1. How are we to think of the explosive potentiality of "pop," this "minor" or "intensive" use of music in Deleuze and Guattari's work? In A Thousand Plateaus, Deleuze and Guattari take as the starting point of their analysis of music the concept of the "refrain" or ritournelle (literally "little return"), which they define as a rhythmic pattern that serves to mark a point of stability in a field of chaos, like the tune a child hums in the dark to comfort him- or herself. Refrains can be of many types, with many uses and motifs: not only the refrains of pop music, but also nursery rhymes and lullabies, the folks songs and Lieder of a people, national anthems, sacred or liturgical hymns, the drinking songs of friends, or even the songs of birds. What is common to all such refrains, however, is that they are linked to the spatio-temporal delineation and organization of a territory. Deleuze and Guattari begin with this notion of the refrain, not because it lies at the origin of music, but rather because it lies at its middle, and thereby gives them the means of assessing both the reterritorializing and deterritorializing potential of music.

  2. Music can be said to reterritorialize on the refrain when it moves in the direction of what Deleuze and Guattari call a "punctual system," which is like a house erected on the territory of the refrain. This music-architecture parallel (architecture as "frozen music," and music as "moving architecture") has often been used to characterize the representation of music in the classical Western tradition, from Goethe and Schelling to Varèse and Xenakis. Each sound becomes a "note," a point whose position is determined within a system of coordinates having two basic axes: the horizontal axis of the melody, in which the points form horizontal lines which are superimposed vertically on the bass line, thereby entering into polyphonic relations of counterpoint with each other; and the vertical axis of harmony, which moves along the horizontals but is not dependent on them, in which the notes form a harmonic chord that runs from high to low and links up with the following chords. Between these two axes, diagonals of modulation or transposition can be drawn that establish localizable connections between points of different levels or moments, thereby instituting various frequencies and resonances.3 From this point of view, canonical genres like the sonata, with its three movements, each of which has specified sections (theme, exposition, development, coda, etc.), can be seen as "enframing" forms, like a house whose internal architectonic structure encloses various rooms and passageways. The music unfolds in a "pulsed" or metric time, which is marked by the inscription of a certain number of beats in the determinate time of a measure (tempo), and constitutes a striated space-time. Audiences, when listening to such a piece of music, are expected to focus on its "plan of organization," that is, on the relational network of points and lines, whose unfolding they try to follow during the course of the piece in order to infer or reconstitute the structure of the whole.
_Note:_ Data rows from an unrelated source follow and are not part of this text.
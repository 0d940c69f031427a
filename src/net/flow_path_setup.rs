//! 流表下发事件

use super::id::{FlowId, NodeId};
use super::net_world::NetWorld;
use crate::sim::{Event, EventKind, SimError, Simulator, World};

/// 控制器在 `now + control_delay(switch)` 时刻把一条流表项装到交换机上
#[derive(Debug, Clone, Copy)]
pub struct FlowPathSetup {
    pub switch: NodeId,
    pub flow: FlowId,
    pub next_hop: NodeId,
}

impl Event for FlowPathSetup {
    fn execute(
        self: Box<Self>,
        _sim: &mut Simulator,
        world: &mut dyn World,
    ) -> Result<(), SimError> {
        NetWorld::network(world)?.install_flow_entry(self.switch, self.flow, self.next_hop)
    }

    fn kind(&self) -> EventKind {
        EventKind::FlowPathSetup
    }

    fn target(&self) -> Option<NodeId> {
        Some(self.switch)
    }
}
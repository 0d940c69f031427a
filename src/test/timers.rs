use crate::proto::{TimerKind, TimerTable};
use crate::sim::SimTime;

#[test]
fn rearming_invalidates_the_previous_version() {
    let mut t = TimerTable::default();
    let first = t.arm(TimerKind::Interval, SimTime(10));
    let second = t.arm(TimerKind::Interval, SimTime(20));

    assert_ne!(first, second);
    assert!(!t.is_active(first));
    assert!(t.is_active(second));
    assert!(!t.fire(first), "stale timeout must be a no-op");
    assert!(t.fire(second));
    assert!(!t.fire(second), "a timer fires at most once");
}

#[test]
fn cancel_disarms_without_touching_other_kinds() {
    let mut t = TimerTable::default();
    let cycle = t.arm(TimerKind::TimeToCycle, SimTime(5));
    let gap = t.arm(TimerKind::InterSegmentDelay, SimTime(7));

    t.cancel(TimerKind::TimeToCycle);
    assert!(!t.fire(cycle));
    assert!(t.is_armed(TimerKind::InterSegmentDelay));

    t.cancel_all();
    assert!(!t.fire(gap));
    assert!(t.next_due().is_none());
}

#[test]
fn next_due_returns_the_earliest_armed_timer() {
    let mut t = TimerTable::default();
    t.arm(TimerKind::Interval, SimTime(30));
    let gap = t.arm(TimerKind::InterSegmentDelay, SimTime(12));
    t.arm(TimerKind::InitialDelay, SimTime(20));

    assert_eq!(t.next_due(), Some((SimTime(12), gap)));
    t.fire(gap);
    assert_eq!(t.next_due().map(|(at, id)| (at, id.kind)), Some((SimTime(20), TimerKind::InitialDelay)));
}
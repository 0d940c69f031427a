use crate::net::{FlowId, Link, LinkId, NodeId, Packet, Segment, SegmentKind, tx_time};
use crate::queue::{Buffer, BufferToken};
use crate::sim::SimTime;

const HOST: NodeId = NodeId(1);

fn seg(kind: SegmentKind, src: NodeId, bytes: u32) -> Packet {
    Packet::Segment(Segment::new(FlowId(1), kind, 1, bytes, src, NodeId(9)))
}

fn us(v: u64) -> SimTime {
    SimTime::from_micros(v)
}

#[test]
fn tx_time_rounds_up_to_whole_nanoseconds() {
    // 1500B @ 10Gbps = 1.2us
    assert_eq!(tx_time(1500, 10_000_000_000), SimTime(1_200));
    // 64B @ 3Gbps = 170.66..ns -> 171ns
    assert_eq!(tx_time(64, 3_000_000_000), SimTime(171));
}

#[test]
fn buffer_capacity_one_drops_second_back_to_back_enqueue() {
    let mut link = Link::new(LinkId(0), NodeId(0), NodeId(1), us(1), 10_000_000_000, 1);
    let pkt = seg(SegmentKind::Data, HOST, 1500);

    let wait = link.enqueue(SimTime::ZERO, &pkt).expect("first fits");
    assert_eq!(wait, SimTime::ZERO);
    let dropped = link.enqueue(SimTime::ZERO, &pkt).expect_err("second drops");
    assert_eq!(dropped.capacity, 1);
    assert_eq!(link.buffer.occupancy(), 1);
    assert_eq!(link.buffer.drops(), 1);

    assert!(link.buffer.dequeue());
    assert_eq!(link.buffer.occupancy(), 0);
    assert!(!link.buffer.dequeue(), "dequeue from empty buffer must fail");
}

#[test]
fn back_to_back_packets_serialize_behind_each_other() {
    let mut link = Link::new(LinkId(0), NodeId(0), NodeId(1), us(2), 10_000_000_000, 10);
    let pkt = seg(SegmentKind::Data, HOST, 1500);

    let w1 = link.enqueue(SimTime::ZERO, &pkt).expect("fits");
    let w2 = link.enqueue(SimTime::ZERO, &pkt).expect("fits");
    assert_eq!(w1, SimTime::ZERO);
    assert_eq!(w2, SimTime(1_200));
    assert_eq!(link.total_delay(1500, w2), SimTime(1_200 + 1_200 + 2_000));
    assert_eq!(link.buffer.busy_until(), SimTime(2_400));
}

#[test]
fn token_gate_admits_previous_window_then_waits_for_next_cycle() {
    let mut buf = Buffer::new(100);
    let token = BufferToken::activate(us(10), 2, us(100), 3);
    buf.update_token_list(SimTime::ZERO, HOST, Some(token));
    assert_eq!(buf.token_of(HOST), Some(&token));

    let data = seg(SegmentKind::Data, HOST, 1500);
    let tx = us(1);
    assert_eq!(buf.enqueue(SimTime::ZERO, &data, tx), Ok(us(10)));
    assert_eq!(buf.enqueue(SimTime::ZERO, &data, tx), Ok(us(11)));
    // cycle 0 的 2 个名额用完，等到 cycle 1（10 + 100）
    assert_eq!(buf.enqueue(SimTime::ZERO, &data, tx), Ok(us(110)));
    assert_eq!(buf.enqueue(SimTime::ZERO, &data, tx), Ok(us(111)));
    assert_eq!(buf.enqueue(SimTime::ZERO, &data, tx), Ok(us(112)));
    // cycle 1 的窗口是 3
    assert_eq!(buf.enqueue(SimTime::ZERO, &data, tx), Ok(us(210)));
}

#[test]
fn token_gate_only_applies_to_data_from_the_gated_host() {
    let mut buf = Buffer::new(100);
    buf.update_token_list(
        SimTime::ZERO,
        HOST,
        Some(BufferToken::activate(us(50), 1, us(100), 1)),
    );
    let tx = us(1);

    assert_eq!(buf.enqueue(SimTime::ZERO, &seg(SegmentKind::Syn, HOST, 64), tx), Ok(SimTime::ZERO));
    assert_eq!(
        buf.enqueue(SimTime::ZERO, &seg(SegmentKind::Data, NodeId(2), 1500), tx),
        Ok(us(1))
    );
    assert_eq!(buf.enqueue(SimTime::ZERO, &seg(SegmentKind::Data, HOST, 1500), tx), Ok(us(50)));
}

#[test]
fn inactive_or_empty_tokens_remove_the_gate() {
    let mut buf = Buffer::new(100);
    buf.update_token_list(
        SimTime::ZERO,
        HOST,
        Some(BufferToken::activate(us(50), 1, us(100), 1)),
    );
    buf.update_token_list(SimTime::ZERO, HOST, Some(BufferToken::activate(us(50), 1, us(100), 0)));
    assert!(buf.token_of(HOST).is_none());

    buf.update_token_list(
        SimTime::ZERO,
        HOST,
        Some(BufferToken::activate(us(50), 1, us(100), 1)),
    );
    buf.update_token_list(SimTime::ZERO, HOST, None);
    assert!(buf.token_of(HOST).is_none());

    let data = seg(SegmentKind::Data, HOST, 1500);
    assert_eq!(buf.enqueue(SimTime::ZERO, &data, us(1)), Ok(SimTime::ZERO));
}

#[test]
fn zero_steady_delay_opens_every_cycle_at_once() {
    let mut buf = Buffer::new(100);
    buf.update_token_list(
        SimTime::ZERO,
        HOST,
        Some(BufferToken::activate(SimTime::ZERO, 1, SimTime::ZERO, 1)),
    );
    let data = seg(SegmentKind::Data, HOST, 1500);
    for i in 0..4 {
        assert_eq!(buf.enqueue(SimTime::ZERO, &data, us(1)), Ok(us(i)));
    }
}
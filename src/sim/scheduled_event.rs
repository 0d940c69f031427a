//! 调度事件
//!
//! 定义调度事件结构及其优先级比较。

use super::event::{Event, EventKind};
use super::time::SimTime;
use crate::net::NodeId;
use std::cmp::Ordering;

/// 调度事件，包含执行时间、序列号和事件对象。
pub struct ScheduledEvent {
    pub(crate) at: SimTime,
    pub(crate) seq: u64,
    pub(crate) ev: Box<dyn Event>,
}

impl ScheduledEvent {
    pub fn at(&self) -> SimTime {
        self.at
    }

    /// 插入序号（同一时刻内的 FIFO 顺序）
    pub fn seq(&self) -> u64 {
        self.seq
    }

    pub fn kind(&self) -> EventKind {
        self.ev.kind()
    }

    /// 事件作用的节点（若有）
    pub fn target(&self) -> Option<NodeId> {
        self.ev.target()
    }
}

// BinaryHeap 是 max-heap；我们需要最小时间优先，因此反向比较。
impl Ord for ScheduledEvent {
    fn cmp(&self, other: &Self) -> Ordering {
        self.at
            .cmp(&other.at)
            .then_with(|| self.seq.cmp(&other.seq))
            .reverse()
    }
}

impl PartialOrd for ScheduledEvent {
    fn partial_cmp(&self, other: &Self) -> Option<Ordering> {
        Some(self.cmp(other))
    }
}

impl PartialEq for ScheduledEvent {
    fn eq(&self, other: &Self) -> bool {
        self.at == other.at && self.seq == other.seq
    }
}

impl Eq for ScheduledEvent {}
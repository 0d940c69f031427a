//! 数据包类型
//!
//! 一个数据包恰好承载一个传输层段或一条 SDN 控制消息。

use std::collections::BTreeMap;

use super::id::{FlowId, NodeId};
use super::segment::Segment;
use crate::queue::BufferToken;

/// 控制器发给交换机的控制消息类型
#[derive(Debug, Clone, Copy, PartialEq, Eq)]
pub enum ControlMessageKind {
    /// 更新接入链路缓冲区的令牌调度
    BufferTokenUpdate,
}

/// 控制器 -> 交换机的控制消息（在交换机内被消费，不再转发）
#[derive(Debug, Clone, PartialEq)]
pub struct ControlMessage {
    pub kind: ControlMessageKind,
    /// 主机 -> 该主机上行缓冲区的令牌
    pub tokens: BTreeMap<NodeId, BufferToken>,
    pub size_bytes: u32,
}

/// 网络数据包
#[derive(Debug, Clone, PartialEq)]
pub enum Packet {
    Segment(Segment),
    Control(ControlMessage),
}

impl Packet {
    /// 用于链路时延计算的大小
    pub fn size_bytes(&self) -> u32 {
        match self {
            Packet::Segment(seg) => seg.size_bytes,
            Packet::Control(msg) => msg.size_bytes,
        }
    }

    pub fn segment(&self) -> Option<&Segment> {
        match self {
            Packet::Segment(seg) => Some(seg),
            Packet::Control(_) => None,
        }
    }

    pub fn flow_id(&self) -> Option<FlowId> {
        self.segment().map(|s| s.flow_id)
    }
}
  3. However, music is deterritorializing when it moves in a different direction, that is, when it no longer gives primacy to formal relations and structures, but to the sonorous material itself. The musician no longer demands that the note function in relation to the harmonic or melodic axis, but rather considers the sound in its singularity, as a pure force. It is as if the structure of the house, in an act of deframing, opened out onto the sonorous forces of the Cosmos, following a deterritorializing "line of flight" that makes possible an almost limitless plane of composition. Even within a punctual system, this takes place whenever the diagonal is liberated as an autonomous dimension of space and time, when a pure "block of sound" is created that escapes the coordinates of the melodic horizontal and the harmonic vertical and forms a "transversal" that passes between the coordinates. Modern Western music, as Deleuze and Guattari suggest in What is Philosophy?, can in fact be read as the progressive conquering of such a sonorous plane of composition: the abandonment of the strict sonata form in favor of more open "compositional studies" on the piano (Chopin, Schumann, Liszt); the liberation of variations of speed between sound particles (Wagner's recurrent "leitmotifs"); the opening up of local, territorial refrains to the great refrain, the powerful song of the Earth (Mahler, Berg, Bartók); the focus on timbre (Stravinsky, Boulez); the proliferation of percussive effects or "densities" (Varèse); the placing-in-variation of the voice (Stockhausen, Berio); the redefinition of sound in terms of noise and silence (Cage); the movement toward a non-chromatic use of sound in an infinite continuum, in which the sound itself becomes an autonomous motif that ceaselessly transforms itself, diminishing and augmenting, adding or subtracting, varying its speed and slowness (electronic music, synthesizers) (What is Philosophy 189-191, 195).4

  4. From this point of view, music can be said to be made up of mobile or "floating" blocks of sound that enter into composition with each other on the smooth space-time of a cosmic plane, outside of points, coordinates, and localized connections, in a "non-pulsed" time (nontempo) made up of nothing but modifications of speed and differences in dynamic. There is no longer a predetermined "plan of organization" to be recovered or inferred, but only a "plane of consistency" on which these blocks of sound or "percepts" enter into various connections, convergences, and divergences. In Deleuze and Guattari's terms, these blocks form a rhizome. Under these conditions, it is the "color" of the sound—its timbre, intensity, duration, density—that assumes increased importance, insofar as it constitutes an exploration of the deterritorializing potential of the "sonorous phylum" itself.5 We shall see below how a number of contemporary musicians have taken this "deterritorializing" aspect of music in new directions.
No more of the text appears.